Segment Start: Information given

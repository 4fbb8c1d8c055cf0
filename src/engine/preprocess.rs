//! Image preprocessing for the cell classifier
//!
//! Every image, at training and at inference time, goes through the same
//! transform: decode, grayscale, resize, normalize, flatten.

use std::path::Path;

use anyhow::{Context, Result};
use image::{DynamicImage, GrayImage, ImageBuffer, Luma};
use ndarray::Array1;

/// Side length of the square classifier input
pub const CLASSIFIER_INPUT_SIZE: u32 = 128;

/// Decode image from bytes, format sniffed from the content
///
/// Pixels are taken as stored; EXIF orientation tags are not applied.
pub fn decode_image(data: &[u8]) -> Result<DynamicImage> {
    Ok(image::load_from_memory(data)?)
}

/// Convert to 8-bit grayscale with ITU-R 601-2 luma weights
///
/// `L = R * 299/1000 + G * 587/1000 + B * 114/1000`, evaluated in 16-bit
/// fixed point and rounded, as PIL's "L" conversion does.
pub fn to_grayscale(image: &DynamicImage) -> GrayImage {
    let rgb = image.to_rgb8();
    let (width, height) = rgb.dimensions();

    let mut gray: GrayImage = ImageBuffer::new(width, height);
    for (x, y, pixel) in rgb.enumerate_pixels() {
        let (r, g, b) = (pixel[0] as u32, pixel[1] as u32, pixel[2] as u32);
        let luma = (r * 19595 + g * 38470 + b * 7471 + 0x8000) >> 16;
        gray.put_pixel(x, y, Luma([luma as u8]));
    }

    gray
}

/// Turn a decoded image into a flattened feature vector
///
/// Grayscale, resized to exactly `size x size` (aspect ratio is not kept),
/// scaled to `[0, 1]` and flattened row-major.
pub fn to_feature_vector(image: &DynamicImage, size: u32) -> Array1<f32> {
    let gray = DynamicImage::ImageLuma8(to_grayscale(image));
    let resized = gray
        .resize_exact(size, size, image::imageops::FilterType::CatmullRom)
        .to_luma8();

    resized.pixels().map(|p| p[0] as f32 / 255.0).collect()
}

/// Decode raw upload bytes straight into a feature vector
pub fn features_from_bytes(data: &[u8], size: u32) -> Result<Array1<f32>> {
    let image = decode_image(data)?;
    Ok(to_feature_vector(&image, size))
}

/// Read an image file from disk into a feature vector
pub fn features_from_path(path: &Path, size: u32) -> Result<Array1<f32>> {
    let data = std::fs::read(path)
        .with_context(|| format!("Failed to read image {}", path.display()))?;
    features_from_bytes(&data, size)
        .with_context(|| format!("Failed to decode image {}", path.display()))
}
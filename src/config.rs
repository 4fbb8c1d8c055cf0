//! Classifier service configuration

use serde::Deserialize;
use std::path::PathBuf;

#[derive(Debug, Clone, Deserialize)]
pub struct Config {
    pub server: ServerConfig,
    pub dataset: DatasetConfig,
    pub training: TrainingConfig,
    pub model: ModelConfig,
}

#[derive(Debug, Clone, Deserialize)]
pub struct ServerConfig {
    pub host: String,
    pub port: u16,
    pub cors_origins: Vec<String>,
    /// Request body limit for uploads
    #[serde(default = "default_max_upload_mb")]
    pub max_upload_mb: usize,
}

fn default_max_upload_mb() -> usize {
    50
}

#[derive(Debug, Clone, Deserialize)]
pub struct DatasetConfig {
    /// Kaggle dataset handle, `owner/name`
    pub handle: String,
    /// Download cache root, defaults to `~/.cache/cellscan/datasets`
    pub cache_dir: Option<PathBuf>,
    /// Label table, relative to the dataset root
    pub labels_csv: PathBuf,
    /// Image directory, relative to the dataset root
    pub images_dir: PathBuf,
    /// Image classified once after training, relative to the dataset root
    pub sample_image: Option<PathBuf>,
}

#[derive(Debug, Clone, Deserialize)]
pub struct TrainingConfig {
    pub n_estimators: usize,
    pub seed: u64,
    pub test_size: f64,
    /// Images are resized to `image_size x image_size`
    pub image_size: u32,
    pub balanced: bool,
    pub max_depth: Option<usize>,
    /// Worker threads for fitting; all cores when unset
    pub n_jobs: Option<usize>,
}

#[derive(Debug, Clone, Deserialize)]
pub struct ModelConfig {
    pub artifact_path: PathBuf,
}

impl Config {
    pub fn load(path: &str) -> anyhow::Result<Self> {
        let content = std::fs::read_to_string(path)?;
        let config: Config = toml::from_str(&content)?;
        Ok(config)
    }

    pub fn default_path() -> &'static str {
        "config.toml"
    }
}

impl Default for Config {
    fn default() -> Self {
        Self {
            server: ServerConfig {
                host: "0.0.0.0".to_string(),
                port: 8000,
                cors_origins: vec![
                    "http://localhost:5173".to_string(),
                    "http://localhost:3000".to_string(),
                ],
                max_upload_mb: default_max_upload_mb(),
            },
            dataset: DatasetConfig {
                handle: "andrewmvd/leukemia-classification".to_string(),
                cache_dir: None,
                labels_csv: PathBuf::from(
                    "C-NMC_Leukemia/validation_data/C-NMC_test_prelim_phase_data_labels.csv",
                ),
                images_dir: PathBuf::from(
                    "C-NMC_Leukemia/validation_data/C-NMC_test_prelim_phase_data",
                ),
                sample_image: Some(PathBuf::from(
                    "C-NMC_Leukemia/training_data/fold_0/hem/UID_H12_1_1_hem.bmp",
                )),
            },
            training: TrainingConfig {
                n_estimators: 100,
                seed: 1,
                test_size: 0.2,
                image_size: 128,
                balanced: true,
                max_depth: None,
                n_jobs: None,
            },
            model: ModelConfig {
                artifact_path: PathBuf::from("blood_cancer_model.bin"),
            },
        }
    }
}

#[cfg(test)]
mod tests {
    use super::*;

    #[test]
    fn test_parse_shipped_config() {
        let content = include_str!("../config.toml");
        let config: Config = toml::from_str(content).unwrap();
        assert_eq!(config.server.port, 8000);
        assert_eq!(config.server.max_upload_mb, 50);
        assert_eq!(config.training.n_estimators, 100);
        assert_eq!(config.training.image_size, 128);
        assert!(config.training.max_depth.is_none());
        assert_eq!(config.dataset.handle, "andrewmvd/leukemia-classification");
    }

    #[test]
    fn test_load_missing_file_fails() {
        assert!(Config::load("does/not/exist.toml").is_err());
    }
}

Segment End: Information given

From the records above, extract every entry verbatim.

repository 4fbb8c1d8c055cf0
filename src/engine/preprocess.rs
//! Image preprocessing for the cell classifier
//!
//! Every image, at training and at inference time, goes through the same
//! transform: decode, grayscale, resize, normalize, flatten.

use std::path::Path;

use anyhow::{Context, Result};
use image::{DynamicImage, GrayImage, ImageBuffer, Luma};
use ndarray::Array1;

/// Side length of the square classifier input
pub const CLASSIFIER_INPUT_SIZE: u32 = 128;

/// Decode image from bytes, format sniffed from the content
///
/// Pixels are taken as stored; EXIF orientation tags are not applied.
pub fn decode_image(data: &[u8]) -> Result<DynamicImage> {
    Ok(image::load_from_memory(data)?)
}

/// Convert to 8-bit grayscale with ITU-R 601-2 luma weights
///
/// `L = R * 299/1000 + G * 587/1000 + B * 114/1000`, evaluated in 16-bit
/// fixed point and rounded, as PIL's "L" conversion does.
pub fn to_grayscale(image: &DynamicImage) -> GrayImage {
    let rgb = image.to_rgb8();
    let (width, height) = rgb.dimensions();

    let mut gray: GrayImage = ImageBuffer::new(width, height);
    for (x, y, pixel) in rgb.enumerate_pixels() {
        let (r, g, b) = (pixel[0] as u32, pixel[1] as u32, pixel[2] as u32);
        let luma = (r * 19595 + g * 38470 + b * 7471 + 0x8000) >> 16;
        gray.put_pixel(x, y, Luma([luma as u8]));
    }

    gray
}

/// Turn a decoded image into a flattened feature vector
///
/// Grayscale, resized to exactly `size x size` (aspect ratio is not kept),
/// scaled to `[0, 1]` and flattened row-major.
pub fn to_feature_vector(image: &DynamicImage, size: u32) -> Array1<f32> {
    let gray = DynamicImage::ImageLuma8(to_grayscale(image));
    let resized = gray
        .resize_exact(size, size, image::imageops::FilterType::CatmullRom)
        .to_luma8();

    resized.pixels().map(|p| p[0] as f32 / 255.0).collect()
}

/// Decode raw upload bytes straight into a feature vector
pub fn features_from_bytes(data: &[u8], size: u32) -> Result<Array1<f32>> {
    let image = decode_image(data)?;
    Ok(to_feature_vector(&image, size))
}

/// Read an image file from disk into a feature vector
pub fn features_from_path(path: &Path, size: u32) -> Result<Array1<f32>> {
    let data = std::fs::read(path)
        .with_context(|| format!("Failed to read image {}", path.display()))?;
    features_from_bytes(&data, size)
        .with_context(|| format!("Failed to decode image {}", path.display()))
}
filename src/config.rs
repository 4fbb8c1d8c055cf0
//! Classifier service configuration

use serde::Deserialize;
use std::path::PathBuf;

#[derive(Debug, Clone, Deserialize)]
pub struct Config {
    pub server: ServerConfig,
    pub dataset: DatasetConfig,
    pub training: TrainingConfig,
    pub model: ModelConfig,
}

#[derive(Debug, Clone, Deserialize)]
pub struct ServerConfig {
    pub host: String,
    pub port: u16,
    pub cors_origins: Vec<String>,
    /// Request body limit for uploads
    #[serde(default = "default_max_upload_mb")]
    pub max_upload_mb: usize,
}

fn default_max_upload_mb() -> usize {
    50
}

#[derive(Debug, Clone, Deserialize)]
pub struct DatasetConfig {
    /// Kaggle dataset handle, `owner/name`
    pub handle: String,
    /// Download cache root, defaults to `~/.cache/cellscan/datasets`
    pub cache_dir: Option<PathBuf>,
    /// Label table, relative to the dataset root
    pub labels_csv: PathBuf,
    /// Image directory, relative to the dataset root
    pub images_dir: PathBuf,
    /// Image classified once after training, relative to the dataset root
    pub sample_image: Option<PathBuf>,
}

#[derive(Debug, Clone, Deserialize)]
pub struct TrainingConfig {
    pub n_estimators: usize,
    pub seed: u64,
    pub test_size: f64,
    /// Images are resized to `image_size x image_size`
    pub image_size: u32,
    pub balanced: bool,
    pub max_depth: Option<usize>,
    /// Worker threads for fitting; all cores when unset
    pub n_jobs: Option<usize>,
}

#[derive(Debug, Clone, Deserialize)]
pub struct ModelConfig {
    pub artifact_path: PathBuf,
}

impl Config {
    pub fn load(path: &str) -> anyhow::Result<Self> {
        let content = std::fs::read_to_string(path)?;
        let config: Config = toml::from_str(&content)?;
        Ok(config)
    }

    pub fn default_path() -> &'static str {
        "config.toml"
    }
}

impl Default for Config {
    fn default() -> Self {
        Self {
            server: ServerConfig {
                host: "0.0.0.0".to_string(),
                port: 8000,
                cors_origins: vec![
                    "http://localhost:5173".to_string(),
                    "http://localhost:3000".to_string(),
                ],
                max_upload_mb: default_max_upload_mb(),
            },
            dataset: DatasetConfig {
                handle: "andrewmvd/leukemia-classification".to_string(),
                cache_dir: None,
                labels_csv: PathBuf::from(
                    "C-NMC_Leukemia/validation_data/C-NMC_test_prelim_phase_data_labels.csv",
                ),
                images_dir: PathBuf::from(
                    "C-NMC_Leukemia/validation_data/C-NMC_test_prelim_phase_data",
                ),
                sample_image: Some(PathBuf::from(
                    "C-NMC_Leukemia/training_data/fold_0/hem/UID_H12_1_1_hem.bmp",
                )),
            },
            training: TrainingConfig {
                n_estimators: 100,
                seed: 1,
                test_size: 0.2,
                image_size: 128,
                balanced: true,
                max_depth: None,
                n_jobs: None,
            },
            model: ModelConfig {
                artifact_path: PathBuf::from("blood_cancer_model.bin"),
            },
        }
    }
}

#[cfg(test)]
mod tests {
    use super::*;

    #[test]
    fn test_parse_shipped_config() {
        let content = include_str!("../config.toml");
        let config: Config = toml::from_str(content).unwrap();
        assert_eq!(config.server.port, 8000);
        assert_eq!(config.server.max_upload_mb, 50);
        assert_eq!(config.training.n_estimators, 100);
        assert_eq!(config.training.image_size, 128);
        assert!(config.training.max_depth.is_none());
        assert_eq!(config.dataset.handle, "andrewmvd/leukemia-classification");
    }

    #[test]
    fn test_load_missing_file_fails() {
        assert!(Config::load("does/not/exist.toml").is_err());
    }
}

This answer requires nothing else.